TASK TO COMPLETE – What you return should be each line of the data containing the string "ConfigError".

EXERCISE DATA –
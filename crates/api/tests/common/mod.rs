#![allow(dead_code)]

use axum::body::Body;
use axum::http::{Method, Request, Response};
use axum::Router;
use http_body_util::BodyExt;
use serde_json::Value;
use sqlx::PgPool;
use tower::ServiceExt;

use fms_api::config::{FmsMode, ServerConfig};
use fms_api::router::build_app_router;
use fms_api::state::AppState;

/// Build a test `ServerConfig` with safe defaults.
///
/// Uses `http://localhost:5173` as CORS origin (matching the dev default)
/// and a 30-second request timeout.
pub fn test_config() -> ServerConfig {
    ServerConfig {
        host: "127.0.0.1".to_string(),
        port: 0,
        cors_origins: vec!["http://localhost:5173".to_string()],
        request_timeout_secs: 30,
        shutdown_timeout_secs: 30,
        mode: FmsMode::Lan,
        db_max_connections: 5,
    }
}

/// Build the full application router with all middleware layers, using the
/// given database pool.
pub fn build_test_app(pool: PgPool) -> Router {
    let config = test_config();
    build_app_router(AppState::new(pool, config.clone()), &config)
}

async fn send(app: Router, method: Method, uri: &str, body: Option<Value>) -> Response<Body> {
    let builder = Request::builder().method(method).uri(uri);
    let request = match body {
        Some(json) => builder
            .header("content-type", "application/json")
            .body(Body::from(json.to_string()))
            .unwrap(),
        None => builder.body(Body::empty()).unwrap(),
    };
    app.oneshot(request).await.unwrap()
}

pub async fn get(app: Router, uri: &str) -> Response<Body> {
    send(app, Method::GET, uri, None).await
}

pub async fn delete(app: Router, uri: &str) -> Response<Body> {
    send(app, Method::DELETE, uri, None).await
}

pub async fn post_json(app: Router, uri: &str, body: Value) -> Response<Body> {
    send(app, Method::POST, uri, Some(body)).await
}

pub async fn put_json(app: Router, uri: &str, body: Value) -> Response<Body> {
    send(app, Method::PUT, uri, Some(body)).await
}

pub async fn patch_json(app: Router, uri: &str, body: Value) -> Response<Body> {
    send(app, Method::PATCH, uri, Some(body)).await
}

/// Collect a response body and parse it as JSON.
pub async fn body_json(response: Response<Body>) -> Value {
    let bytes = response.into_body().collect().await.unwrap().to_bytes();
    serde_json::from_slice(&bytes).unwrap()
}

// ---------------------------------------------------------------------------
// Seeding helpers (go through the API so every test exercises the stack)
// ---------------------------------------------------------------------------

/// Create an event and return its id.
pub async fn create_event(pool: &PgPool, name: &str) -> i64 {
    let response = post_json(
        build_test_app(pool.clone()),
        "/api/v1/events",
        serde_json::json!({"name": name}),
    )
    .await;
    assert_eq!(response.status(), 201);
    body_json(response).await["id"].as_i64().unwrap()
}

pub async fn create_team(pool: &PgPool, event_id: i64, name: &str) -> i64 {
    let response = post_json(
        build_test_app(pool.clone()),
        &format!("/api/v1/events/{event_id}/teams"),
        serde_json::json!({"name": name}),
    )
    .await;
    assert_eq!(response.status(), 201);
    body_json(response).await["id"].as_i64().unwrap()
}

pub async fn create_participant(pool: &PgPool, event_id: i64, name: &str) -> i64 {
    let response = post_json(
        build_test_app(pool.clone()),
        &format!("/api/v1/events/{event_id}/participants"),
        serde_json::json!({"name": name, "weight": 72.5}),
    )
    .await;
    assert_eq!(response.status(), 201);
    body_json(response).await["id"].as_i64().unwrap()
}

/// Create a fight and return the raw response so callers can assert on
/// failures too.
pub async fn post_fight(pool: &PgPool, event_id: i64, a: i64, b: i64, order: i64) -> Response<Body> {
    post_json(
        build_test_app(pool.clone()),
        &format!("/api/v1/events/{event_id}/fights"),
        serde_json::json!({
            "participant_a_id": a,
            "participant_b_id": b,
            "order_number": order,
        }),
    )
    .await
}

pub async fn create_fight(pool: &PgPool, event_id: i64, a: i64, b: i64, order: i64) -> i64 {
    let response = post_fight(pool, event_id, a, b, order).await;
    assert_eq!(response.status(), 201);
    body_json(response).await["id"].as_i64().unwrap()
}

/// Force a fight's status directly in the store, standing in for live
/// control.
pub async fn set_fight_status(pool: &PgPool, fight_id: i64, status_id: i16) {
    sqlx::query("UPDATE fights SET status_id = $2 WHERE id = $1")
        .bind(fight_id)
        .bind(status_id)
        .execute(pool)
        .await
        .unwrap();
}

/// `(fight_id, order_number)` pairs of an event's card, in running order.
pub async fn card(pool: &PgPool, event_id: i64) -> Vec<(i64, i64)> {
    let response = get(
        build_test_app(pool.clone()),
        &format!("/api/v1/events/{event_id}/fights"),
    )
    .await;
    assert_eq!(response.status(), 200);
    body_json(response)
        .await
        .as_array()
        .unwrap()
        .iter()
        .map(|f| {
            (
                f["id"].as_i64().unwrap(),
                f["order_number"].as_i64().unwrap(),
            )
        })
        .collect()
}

--

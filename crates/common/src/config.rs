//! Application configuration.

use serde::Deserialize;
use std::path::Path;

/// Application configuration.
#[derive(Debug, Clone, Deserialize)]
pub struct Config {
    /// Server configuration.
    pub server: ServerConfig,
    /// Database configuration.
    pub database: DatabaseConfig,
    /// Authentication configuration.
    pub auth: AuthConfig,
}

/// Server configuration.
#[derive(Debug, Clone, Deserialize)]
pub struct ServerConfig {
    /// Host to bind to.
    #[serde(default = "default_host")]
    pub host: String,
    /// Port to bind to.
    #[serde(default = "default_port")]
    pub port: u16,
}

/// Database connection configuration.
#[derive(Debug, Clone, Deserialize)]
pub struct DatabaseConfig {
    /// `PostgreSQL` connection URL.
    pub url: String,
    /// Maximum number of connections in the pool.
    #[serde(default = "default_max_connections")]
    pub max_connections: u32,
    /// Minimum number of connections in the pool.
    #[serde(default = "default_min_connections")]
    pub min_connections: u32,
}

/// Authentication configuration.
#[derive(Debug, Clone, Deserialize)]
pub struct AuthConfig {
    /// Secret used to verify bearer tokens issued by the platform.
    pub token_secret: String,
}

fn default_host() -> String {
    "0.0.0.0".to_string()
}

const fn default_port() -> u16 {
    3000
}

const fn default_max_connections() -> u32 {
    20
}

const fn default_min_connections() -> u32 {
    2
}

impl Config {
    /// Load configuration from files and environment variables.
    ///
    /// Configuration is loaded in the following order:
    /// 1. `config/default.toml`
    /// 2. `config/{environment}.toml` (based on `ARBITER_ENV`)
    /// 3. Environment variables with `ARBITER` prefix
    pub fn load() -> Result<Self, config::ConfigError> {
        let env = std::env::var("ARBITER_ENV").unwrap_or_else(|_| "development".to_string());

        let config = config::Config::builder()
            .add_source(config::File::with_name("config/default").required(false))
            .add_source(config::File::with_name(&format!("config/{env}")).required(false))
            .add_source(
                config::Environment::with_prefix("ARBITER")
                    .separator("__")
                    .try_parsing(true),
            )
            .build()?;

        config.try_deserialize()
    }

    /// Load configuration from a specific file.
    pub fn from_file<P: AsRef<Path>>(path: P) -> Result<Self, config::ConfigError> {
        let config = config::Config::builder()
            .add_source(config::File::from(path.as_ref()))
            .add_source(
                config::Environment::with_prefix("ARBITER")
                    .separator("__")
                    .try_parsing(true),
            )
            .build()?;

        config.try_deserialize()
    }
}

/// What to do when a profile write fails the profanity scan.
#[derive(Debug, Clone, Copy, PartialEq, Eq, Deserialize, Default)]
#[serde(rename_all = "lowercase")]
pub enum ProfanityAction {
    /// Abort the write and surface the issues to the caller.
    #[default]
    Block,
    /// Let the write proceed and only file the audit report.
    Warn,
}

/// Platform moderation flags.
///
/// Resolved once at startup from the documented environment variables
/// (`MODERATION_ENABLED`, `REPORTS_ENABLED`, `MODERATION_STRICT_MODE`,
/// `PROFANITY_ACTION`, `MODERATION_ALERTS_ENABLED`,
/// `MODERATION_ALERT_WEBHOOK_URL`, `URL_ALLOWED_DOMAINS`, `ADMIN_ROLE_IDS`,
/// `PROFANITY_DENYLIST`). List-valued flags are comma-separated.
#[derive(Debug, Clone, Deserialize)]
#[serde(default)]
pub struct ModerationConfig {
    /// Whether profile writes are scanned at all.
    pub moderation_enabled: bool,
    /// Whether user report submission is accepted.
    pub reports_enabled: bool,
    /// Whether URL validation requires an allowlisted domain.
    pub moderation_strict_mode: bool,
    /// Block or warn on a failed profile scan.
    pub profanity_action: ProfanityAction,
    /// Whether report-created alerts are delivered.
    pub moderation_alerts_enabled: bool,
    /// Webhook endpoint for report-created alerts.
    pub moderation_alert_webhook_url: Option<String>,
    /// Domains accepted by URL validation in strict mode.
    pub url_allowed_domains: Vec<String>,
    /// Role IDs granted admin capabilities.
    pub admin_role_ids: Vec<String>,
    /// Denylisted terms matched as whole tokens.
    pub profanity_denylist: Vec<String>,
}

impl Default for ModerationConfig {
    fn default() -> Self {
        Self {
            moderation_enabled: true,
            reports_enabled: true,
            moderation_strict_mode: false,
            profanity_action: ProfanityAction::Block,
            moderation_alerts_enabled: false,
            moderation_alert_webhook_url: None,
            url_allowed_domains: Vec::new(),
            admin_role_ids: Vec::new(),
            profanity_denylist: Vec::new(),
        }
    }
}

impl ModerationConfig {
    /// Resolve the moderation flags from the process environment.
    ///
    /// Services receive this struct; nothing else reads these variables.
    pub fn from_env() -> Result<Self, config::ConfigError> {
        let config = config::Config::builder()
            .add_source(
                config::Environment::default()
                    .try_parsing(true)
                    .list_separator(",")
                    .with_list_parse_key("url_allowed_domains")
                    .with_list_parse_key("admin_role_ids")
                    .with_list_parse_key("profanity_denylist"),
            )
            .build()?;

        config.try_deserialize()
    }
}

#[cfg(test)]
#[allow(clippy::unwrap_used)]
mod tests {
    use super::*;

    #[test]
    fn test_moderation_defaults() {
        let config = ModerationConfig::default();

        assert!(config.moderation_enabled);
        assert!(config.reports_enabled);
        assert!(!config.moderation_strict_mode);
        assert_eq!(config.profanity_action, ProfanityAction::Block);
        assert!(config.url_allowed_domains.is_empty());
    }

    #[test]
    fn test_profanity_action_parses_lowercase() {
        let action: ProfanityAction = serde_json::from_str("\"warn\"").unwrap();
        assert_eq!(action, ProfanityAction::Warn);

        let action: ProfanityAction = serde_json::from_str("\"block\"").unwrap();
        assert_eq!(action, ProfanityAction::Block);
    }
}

COMPLETED EXERCISE –
    pub fn load() -> Result<Self, config::ConfigError> {
    pub fn from_file<P: AsRef<Path>>(path: P) -> Result<Self, config::ConfigError> {
    pub fn from_env() -> Result<Self, config::ConfigError> {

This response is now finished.